Fighting the Shadow of Shame – Part 2
(Audio Transcript Below)
I don’t know why this is, but dogs can feel shame.
We’ll talk about five signals of shame and this dog has picked up on one, blame shifting! One signal that shame is operational in your life is if you’re blame shifting. The book talks about shame this way: the lie that we buy into is, “I need to do everything possible to prevent people from seeing my failures and weakness.” So we walk in here this morning and we’re starting to cover ourselves. It’s natural, you don’t even think about it, it just happens. You come to church and it happens; you go into the office and it happens. The truth is, God actually delights in you and is coming toward you for good. He’s coming toward you for restoration, not condemnation. God delights in you even though you’re not perfect.
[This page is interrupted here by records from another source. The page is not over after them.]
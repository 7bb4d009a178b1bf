// AutoGrep - core/aggregate.rs
//
// Signature computation and match-stream folding. This is the single
// authoritative signature implementation; the scanner stamps matches
// with it for display, and the aggregator recomputes through the same
// function when grouping, so the two can never drift.
//
// The fold is commutative with respect to match order: grouping and
// counters do not depend on the interleaving across files.

use crate::core::model::{Component, Group, Match, Report, Severity, Summary};
use crate::util::constants;
use regex::Regex;
use std::collections::{BTreeMap, HashMap};
use std::sync::OnceLock;

// =============================================================================
// Signature
// =============================================================================

/// Normalize a message for clustering: timestamps, UUIDs, and bare
/// integers are collapsed so syntactically similar errors land in the
/// same group, then the result is truncated.
pub fn normalize_message(message: &str) -> String {
    static TIMESTAMP: OnceLock<Regex> = OnceLock::new();
    static UUID: OnceLock<Regex> = OnceLock::new();
    static INTEGER: OnceLock<Regex> = OnceLock::new();

    let timestamp = TIMESTAMP.get_or_init(|| {
        Regex::new(r"\d{4}-\d{2}-\d{2}[T\s]\d{2}:\d{2}:\d{2}").expect("timestamp regex")
    });
    let uuid = UUID.get_or_init(|| {
        Regex::new(r"[a-f0-9]{8}-[a-f0-9]{4}-[a-f0-9]{4}-[a-f0-9]{4}-[a-f0-9]{12}")
            .expect("uuid regex")
    });
    let integer = INTEGER.get_or_init(|| Regex::new(r"\b\d+\b").expect("integer regex"));

    let normalized = timestamp.replace_all(message, "TIMESTAMP");
    let normalized = uuid.replace_all(&normalized, "UUID");
    let normalized = integer.replace_all(&normalized, "N");

    normalized
        .chars()
        .take(constants::SIGNATURE_MESSAGE_PREFIX)
        .collect()
}

/// Stable 16-hex fingerprint of (component, pattern id, normalized
/// message).
pub fn signature(component: Component, pattern_id: &str, message: &str) -> String {
    let normalized = normalize_message(message);
    let input = format!("{}:{}:{}", component.label(), pattern_id, normalized);
    let digest = format!("{:x}", md5::compute(input.as_bytes()));
    digest[..constants::SIGNATURE_HEX_LEN].to_string()
}

/// The message a signature is derived from: the clean message, or the
/// matched text when extraction produced nothing.
pub fn signature_source(m: &Match) -> &str {
    if m.clean_message.is_empty() {
        &m.matched_text
    } else {
        &m.clean_message
    }
}

// =============================================================================
// Aggregator
// =============================================================================

/// Folds the match stream into the final report. Single-consumer by
/// contract: the orchestrator owns one aggregator and feeds it from the
/// event pump thread; it is never shared across workers.
#[derive(Default)]
pub struct Aggregator {
    groups: HashMap<String, Group>,
    by_severity: BTreeMap<Severity, u64>,
    by_component: BTreeMap<Component, u64>,
    total: u64,
}

impl Aggregator {
    pub fn new() -> Self {
        Self::default()
    }

    /// Fold one match in. Ownership transfers; the sample list keeps up
    /// to three full matches per group.
    pub fn add(&mut self, m: Match) {
        self.total += 1;
        *self.by_severity.entry(m.severity).or_insert(0) += 1;
        *self.by_component.entry(m.component).or_insert(0) += 1;

        let sig = signature(m.component, m.pattern_id, signature_source(&m));

        let group = self.groups.entry(sig.clone()).or_insert_with(|| Group {
            signature: sig,
            count: 0,
            first_message: m.clean_message.clone(),
            severity: m.severity,
            component: m.component,
            pattern_id: m.pattern_id,
            sample_matches: Vec::new(),
            files: Vec::new(),
            has_correlation: false,
            has_stack_trace: false,
        });

        group.count += 1;
        if !group.files.contains(&m.file_path) {
            group.files.push(m.file_path.clone());
        }
        group.has_correlation |= m.correlation_id.is_some();
        group.has_stack_trace |= m.stack_trace.is_some();
        if group.sample_matches.len() < constants::GROUP_SAMPLE_LIMIT {
            group.sample_matches.push(m);
        }
    }

    pub fn matches_seen(&self) -> u64 {
        self.total
    }

    /// Produce the report. Groups sort by count descending with the
    /// signature as tiebreaker so repeated runs emit byte-identical
    /// output.
    pub fn finalize(self, mut summary: Summary) -> Report {
        let mut groups: Vec<Group> = self.groups.into_values().collect();
        groups.sort_by(|a, b| {
            b.count
                .cmp(&a.count)
                .then_with(|| a.signature.cmp(&b.signature))
        });

        let top_errors: Vec<Group> = groups
            .iter()
            .take(constants::TOP_ERRORS_LIMIT)
            .cloned()
            .collect();

        // The stream is the truth for the error count; intermediate
        // per-file counters are not trusted.
        summary.errors_found = self.total;

        Report {
            summary,
            totals_by_severity: self.by_severity,
            totals_by_component: self.by_component,
            groups,
            top_errors,
        }
    }
}

// =============================================================================
// Tests
// =============================================================================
Having that knowledge helps us begin to take the leaves off when we’re talking and interfacing with each other.
Shame defined by the dictionary is a “painful feeling of humiliation or distress caused by the consequences of wrong or foolish behavior; feeling exposed.”
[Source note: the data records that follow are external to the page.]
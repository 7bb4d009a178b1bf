// AutoGrep - core/scanner.rs
//
// Per-file scan worker. Streams a file's lines through the literal
// prefilter, the false-positive filter, and the relevant slice of the
// pattern catalogue, reconstructs the multi-line entry around each hit,
// and emits match/progress/warning events.
//
// One scanner instance belongs to one worker thread. Everything it
// borrows (bank, filter, correlation index) is immutable shared state;
// everything mutable (ring buffer, processed set, line array) is local
// to a single file scan.

use crate::core::aggregate;
use crate::core::boundary::BoundaryDetector;
use crate::core::correlation::{CorrelationIndex, CorrelationIndexer};
use crate::core::filter::FalsePositiveFilter;
use crate::core::metadata;
use crate::core::model::{Match, Options, ScanEvent};
use crate::core::patterns::PatternBank;
use crate::util::constants;
use crossbeam_channel::Sender;
use flate2::read::GzDecoder;
use memmap2::Mmap;
use std::collections::VecDeque;
use std::fs::File;
use std::io::Read;
use std::path::Path;
use std::time::{Duration, Instant};

/// Per-file counters returned to the worker loop.
#[derive(Debug, Default, Clone, Copy)]
pub struct FileOutcome {
    pub lines_processed: u64,
    pub matches_found: u64,
}

pub struct FileScanner<'a> {
    bank: &'a PatternBank,
    filter: &'a FalsePositiveFilter,
    index: &'a CorrelationIndex,
    boundary: BoundaryDetector,
    progress_every: u64,
    mmap_threshold: u64,
    max_file_bytes: u64,
    file_timeout: Duration,
}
This morning I want us to think through three stories in the Bible dealing with shame and we will notice the same pattern in each.
1. Genesis 3: Adam and Eve
Genesis 3 is the beginning of shame. Before looking at that, it’s important to rewind the story just one verse and read the final verse in Chapter 2 when everything was perfect.
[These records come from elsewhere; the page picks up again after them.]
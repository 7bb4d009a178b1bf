// AutoGrep - core/model.rs
//
// Core data model types. Pure data definitions with no I/O and no
// knowledge of threads or archives; these are the shared vocabulary
// across the scanner, the orchestrator, and the aggregator.

use chrono::NaiveDateTime;
use serde::Serialize;
use std::collections::BTreeMap;
use std::sync::atomic::{AtomicBool, Ordering};
use std::sync::Arc;

// =============================================================================
// Severity
// =============================================================================

/// Severity of a catalogued failure pattern, ordered most severe first.
#[derive(Debug, Clone, Copy, PartialEq, Eq, Hash, PartialOrd, Ord, Serialize)]
pub enum Severity {
    #[serde(rename = "CRITICAL")]
    Critical,
    #[serde(rename = "ERROR")]
    Error,
    #[serde(rename = "WARNING")]
    Warning,
}

impl Severity {
    /// Sort rank: lower sorts first (Critical before Error before Warning).
    pub fn rank(self) -> u8 {
        match self {
            Severity::Critical => 0,
            Severity::Error => 1,
            Severity::Warning => 2,
        }
    }

    pub fn label(self) -> &'static str {
        match self {
            Severity::Critical => "CRITICAL",
            Severity::Error => "ERROR",
            Severity::Warning => "WARNING",
        }
    }
}

impl std::fmt::Display for Severity {
    fn fmt(&self, f: &mut std::fmt::Formatter<'_>) -> std::fmt::Result {
        f.write_str(self.label())
    }
}

// =============================================================================
// Component
// =============================================================================

/// Deployment component a pattern (and therefore a match) belongs to.
#[derive(Debug, Clone, Copy, PartialEq, Eq, Hash, PartialOrd, Ord, Serialize)]
pub enum Component {
    #[serde(rename = "Praefect/Gitaly")]
    PraefectGitaly,
    #[serde(rename = "PostgreSQL")]
    PostgreSql,
    #[serde(rename = "Redis")]
    Redis,
    #[serde(rename = "Sidekiq")]
    Sidekiq,
    #[serde(rename = "Rails")]
    Rails,
    #[serde(rename = "Workhorse")]
    Workhorse,
    #[serde(rename = "Nginx")]
    Nginx,
    #[serde(rename = "Auth")]
    Auth,
    #[serde(rename = "Network")]
    Network,
    #[serde(rename = "System/OS")]
    SystemOs,
    #[serde(rename = "Kubernetes/Helm")]
    KubernetesHelm,
    #[serde(rename = "SSL/Certificates")]
    SslCertificates,
    #[serde(rename = "Geo")]
    Geo,
    #[serde(rename = "Git/Shell")]
    GitShell,
    #[serde(rename = "CI/CD")]
    CiCd,
    #[serde(rename = "Generic")]
    Generic,
}

impl Component {
    pub fn label(self) -> &'static str {
        match self {
            Component::PraefectGitaly => "Praefect/Gitaly",
            Component::PostgreSql => "PostgreSQL",
            Component::Redis => "Redis",
            Component::Sidekiq => "Sidekiq",
            Component::Rails => "Rails",
            Component::Workhorse => "Workhorse",
            Component::Nginx => "Nginx",
            Component::Auth => "Auth",
            Component::Network => "Network",
            Component::SystemOs => "System/OS",
            Component::KubernetesHelm => "Kubernetes/Helm",
            Component::SslCertificates => "SSL/Certificates",
            Component::Geo => "Geo",
            Component::GitShell => "Git/Shell",
            Component::CiCd => "CI/CD",
            Component::Generic => "Generic",
        }
    }
}

impl std::fmt::Display for Component {
    fn fmt(&self, f: &mut std::fmt::Formatter<'_>) -> std::fmt::Result {
        f.write_str(self.label())
    }
}

// =============================================================================
// Log format
// =============================================================================

/// Shape of the logical log entry a matched line belongs to, as decided
/// by the boundary detector. Drives stack-trace extraction.
#[derive(Debug, Clone, Copy, PartialEq, Eq)]
pub enum LogFormat {
    TimestampPrefix,
    RubyLogger,
    PythonTraceback,
    JavaStack,
    GoPanic,
    GoStack,
    JsonLevel,
    BareFatal,
    BarePanic,
    Text,
}

impl LogFormat {
    /// Formats whose entries carry an extractable stack trace.
    pub fn has_stack_trace(self) -> bool {
        matches!(
            self,
            LogFormat::PythonTraceback
                | LogFormat::JavaStack
                | LogFormat::GoStack
                | LogFormat::GoPanic
                | LogFormat::RubyLogger
        )
    }
}

// =============================================================================
// Pattern
// =============================================================================

/// One immutable failure-pattern definition from the built-in catalogue.
///
/// The regex source is kept as plain data; compilation happens once in
/// the pattern bank, which owns a parallel array of compiled matchers.
#[derive(Debug, Clone, Copy)]
pub struct Pattern {
    /// Unique id within the component (e.g. "pg_conn_refused").
    pub id: &'static str,

    /// Regex source, compiled case-insensitive and multi-line.
    pub regex: &'static str,

    pub component: Component,

    /// Free-form category ("infrastructure", "database", ...).
    pub category: &'static str,

    pub severity: Severity,

    /// 1..=10, higher is tried first.
    pub priority: u8,

    /// Whether matches of this pattern usually span multiple lines.
    pub multiline: bool,

    /// Human description; also the clean-message fallback.
    pub description: &'static str,
}

// =============================================================================
// File classification
// =============================================================================

/// What kind of file an extracted path is. Only `LogSuitable` and
/// `KubeResource` files are fed to the scanner.
#[derive(Debug, Clone, Copy, PartialEq, Eq)]
pub enum FileClassification {
    LogSuitable,
    Static,
    Schema,
    SystemInfo,
    Config,
    MonitoringOnly,
    KubeResource,
    Unknown,
}

impl FileClassification {
    /// Whether files of this class are scanned for failure patterns.
    pub fn is_scannable(self) -> bool {
        matches!(
            self,
            FileClassification::LogSuitable | FileClassification::KubeResource
        )
    }
}

// =============================================================================
// Match
// =============================================================================

/// A single catalogued failure found in a log file, with its full
/// reconstructed context. Created by a scan worker, handed to the event
/// consumer, folded into the report by the aggregator; never shared.
#[derive(Debug, Clone, Serialize)]
pub struct Match {
    pub pattern_id: &'static str,
    pub component: Component,
    pub severity: Severity,
    pub description: &'static str,

    /// Text the pattern's regex matched.
    pub matched_text: String,

    /// Extracted human-readable error message.
    pub clean_message: String,

    /// First line of the logical entry, as read.
    pub full_line: String,

    /// The complete multi-line entry (stack trace, JSON blob).
    pub full_context: String,

    /// Path relative to the extraction root.
    pub file_path: String,

    /// 1-based line number; 0 when the mmap path could not track it.
    pub line_number: u64,

    /// Wall-clock timestamp parsed from the line. Display only; never
    /// used for ordering or deduplication.
    #[serde(skip_serializing_if = "Option::is_none")]
    pub timestamp: Option<NaiveDateTime>,

    /// Node derived from the path (praefect/gitaly/postgres/...).
    pub node: String,

    /// Up to 5 preceding non-entry lines.
    pub context_before: Vec<String>,

    /// Up to 5 succeeding lines.
    pub context_after: Vec<String>,

    #[serde(skip_serializing_if = "Option::is_none")]
    pub correlation_id: Option<String>,
    #[serde(skip_serializing_if = "Option::is_none")]
    pub request_id: Option<String>,
    #[serde(skip_serializing_if = "Option::is_none")]
    pub user_id: Option<String>,
    #[serde(skip_serializing_if = "Option::is_none")]
    pub project_id: Option<String>,
    #[serde(skip_serializing_if = "Option::is_none")]
    pub job_id: Option<String>,
    #[serde(skip_serializing_if = "Option::is_none")]
    pub trace_id: Option<String>,

    /// HTTP status or gRPC code, when present.
    #[serde(skip_serializing_if = "Option::is_none")]
    pub error_code: Option<String>,

    /// Parsed stack frames, ordered as they appear.
    #[serde(skip_serializing_if = "Option::is_none")]
    pub stack_trace: Option<Vec<String>>,

    /// All JSON fields of the line when it parses as JSON, plus
    /// engine-added enrichments such as `related_entries_count`.
    #[serde(skip_serializing_if = "Option::is_none")]
    pub json_fields: Option<serde_json::Map<String, serde_json::Value>>,

    /// 16 lowercase hex chars. Informational on the match; the
    /// aggregator recomputes it authoritatively when grouping.
    pub signature: String,

    /// Confidence in [0, 1].
    pub confidence: f64,
}

// =============================================================================
// Event stream
// =============================================================================

/// One event on the match stream. Serialized as one JSON object per
/// line; the stream ends with exactly one `done` on success or one
/// `error` on fatal failure.
#[derive(Debug, Clone, Serialize)]
#[serde(tag = "type", rename_all = "lowercase")]
pub enum ScanEvent {
    Progress {
        file: String,
        lines_processed: u64,
        #[serde(skip_serializing_if = "Option::is_none")]
        total_lines: Option<u64>,
        progress_percent: f64,
    },
    Warning {
        file: String,
        reason: String,
    },
    Match {
        data: Box<Match>,
    },
    Done {
        summary: Summary,
    },
    Error {
        reason: String,
    },
}

/// Run-level counters reported with the terminal `done` event.
#[derive(Debug, Clone, Default, Serialize)]
pub struct Summary {
    pub files_processed: u64,
    pub lines_processed: u64,
    pub errors_found: u64,
    pub duration_ms: u64,
}

// =============================================================================
// Report
// =============================================================================

/// A cluster of matches sharing one normalized signature.
#[derive(Debug, Clone, Serialize)]
pub struct Group {
    pub signature: String,
    pub count: u64,
    pub first_message: String,
    pub severity: Severity,
    pub component: Component,
    pub pattern_id: &'static str,
    /// Up to 3 full sample matches.
    pub sample_matches: Vec<Match>,
    /// Distinct files this signature appeared in.
    pub files: Vec<String>,
    pub has_correlation: bool,
    pub has_stack_trace: bool,
}

/// Terminal output of a run.
#[derive(Debug, Clone, Serialize)]
pub struct Report {
    pub summary: Summary,
    pub totals_by_severity: BTreeMap<Severity, u64>,
    pub totals_by_component: BTreeMap<Component, u64>,
    pub groups: Vec<Group>,
    /// First 10 groups by count desc (ties broken by signature).
    pub top_errors: Vec<Group>,
}

// =============================================================================
// Options & cancellation
// =============================================================================

/// Cooperative cancel signal shared between the caller, the signal
/// handler, and the worker pool.
#[derive(Debug, Clone, Default)]
pub struct CancelFlag(Arc<AtomicBool>);

impl CancelFlag {
    pub fn new() -> Self {
        Self::default()
    }

    pub fn cancel(&self) {
        self.0.store(true, Ordering::Relaxed);
    }

    pub fn is_cancelled(&self) -> bool {
        self.0.load(Ordering::Relaxed)
    }

    /// The underlying flag, for signal-handler registration.
    pub fn as_arc(&self) -> Arc<AtomicBool> {
        Arc::clone(&self.0)
    }
}

/// Tunables for one engine run. All fields have sensible defaults.
#[derive(Debug, Clone)]
pub struct Options {
    /// Worker count; defaults to min(available cores, 16).
    pub workers: Option<usize>,

    /// Files larger than this are skipped with a warning.
    pub max_file_bytes: u64,

    /// Non-gzip files larger than this use the chunked mmap path.
    pub mmap_threshold_bytes: u64,

    /// A progress event is emitted every this many lines per file.
    pub progress_every_lines: u64,

    /// When set, the run cancels after the Nth match.
    pub max_matches: Option<u64>,

    /// Cooperative cancel signal.
    pub cancel: CancelFlag,
}

impl Default for Options {
    fn default() -> Self {
        use crate::util::constants;
        Self {
            workers: None,
            max_file_bytes: constants::DEFAULT_MAX_FILE_BYTES,
            mmap_threshold_bytes: constants::DEFAULT_MMAP_THRESHOLD_BYTES,
            progress_every_lines: constants::DEFAULT_PROGRESS_EVERY_LINES,
            max_matches: None,
            cancel: CancelFlag::new(),
        }
    }
}

// =============================================================================
// Tests
// =============================================================================

#[cfg(test)]
mod tests {
    use super::*;

    #[test]
    fn test_severity_rank_ordering() {
        assert!(Severity::Critical.rank() < Severity::Error.rank());
        assert!(Severity::Error.rank() < Severity::Warning.rank());
    }

    #[test]
    fn test_severity_serializes_uppercase() {
        assert_eq!(
            serde_json::to_string(&Severity::Critical).unwrap(),
            "\"CRITICAL\""
        );
        assert_eq!(
            serde_json::to_string(&Severity::Warning).unwrap(),
            "\"WARNING\""
        );
    }

    #[test]
    fn test_component_serializes_display_name() {
        assert_eq!(
            serde_json::to_string(&Component::PraefectGitaly).unwrap(),
            "\"Praefect/Gitaly\""
        );
        assert_eq!(
            serde_json::to_string(&Component::SystemOs).unwrap(),
            "\"System/OS\""
        );
    }

    #[test]
    fn test_event_tagging() {
        let ev = ScanEvent::Warning {
            file: "x.log".to_string(),
            reason: "unreadable".to_string(),
        };
        let json = serde_json::to_string(&ev).unwrap();
        assert!(json.contains("\"type\":\"warning\""), "got: {json}");
        assert!(json.contains("\"file\":\"x.log\""));
    }

    #[test]
    fn test_done_event_shape() {
        let ev = ScanEvent::Done {
            summary: Summary {
                files_processed: 2,
                lines_processed: 100,
                errors_found: 3,
                duration_ms: 42,
            },
        };
        let json = serde_json::to_string(&ev).unwrap();
        assert!(json.contains("\"type\":\"done\""));
        assert!(json.contains("\"errors_found\":3"));
    }

    #[test]
    fn test_cancel_flag_shared() {
        let flag = CancelFlag::new();
        let clone = flag.clone();
        assert!(!clone.is_cancelled());
        flag.cancel();
        assert!(clone.is_cancelled());
    }

    #[test]
    fn test_scannable_classes() {
        assert!(FileClassification::LogSuitable.is_scannable());
        assert!(FileClassification::KubeResource.is_scannable());
        assert!(!FileClassification::Schema.is_scannable());
        assert!(!FileClassification::SystemInfo.is_scannable());
        assert!(!FileClassification::Config.is_scannable());
    }
}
And the man and his wife were both naked and were not ashamed. Genesis 2:25
This is the conclusion of the first wedding ceremony. God has just walked Eve down the aisle and officiates the first wedding. It ends with God, Adam and Eve all standing before each other. The writer could have chosen dozens of ways to describe this moment – they were happy, satisfied, excited, complete. Yet, he chooses to describe them as “naked and unashamed.” That’s very important to notice and it means they were fully transparent and fully vulnerable. The best way to live with each other and with God is fully transparent and fully vulnerable. If you’re fully transparent, you’re not trying to hide anything. If you’re fully vulnerable, you are dependent on each other. Adam needs Eve and he needs God. Adam is not trying to say he’s the self-sufficient man. That sort of bravado is hiding.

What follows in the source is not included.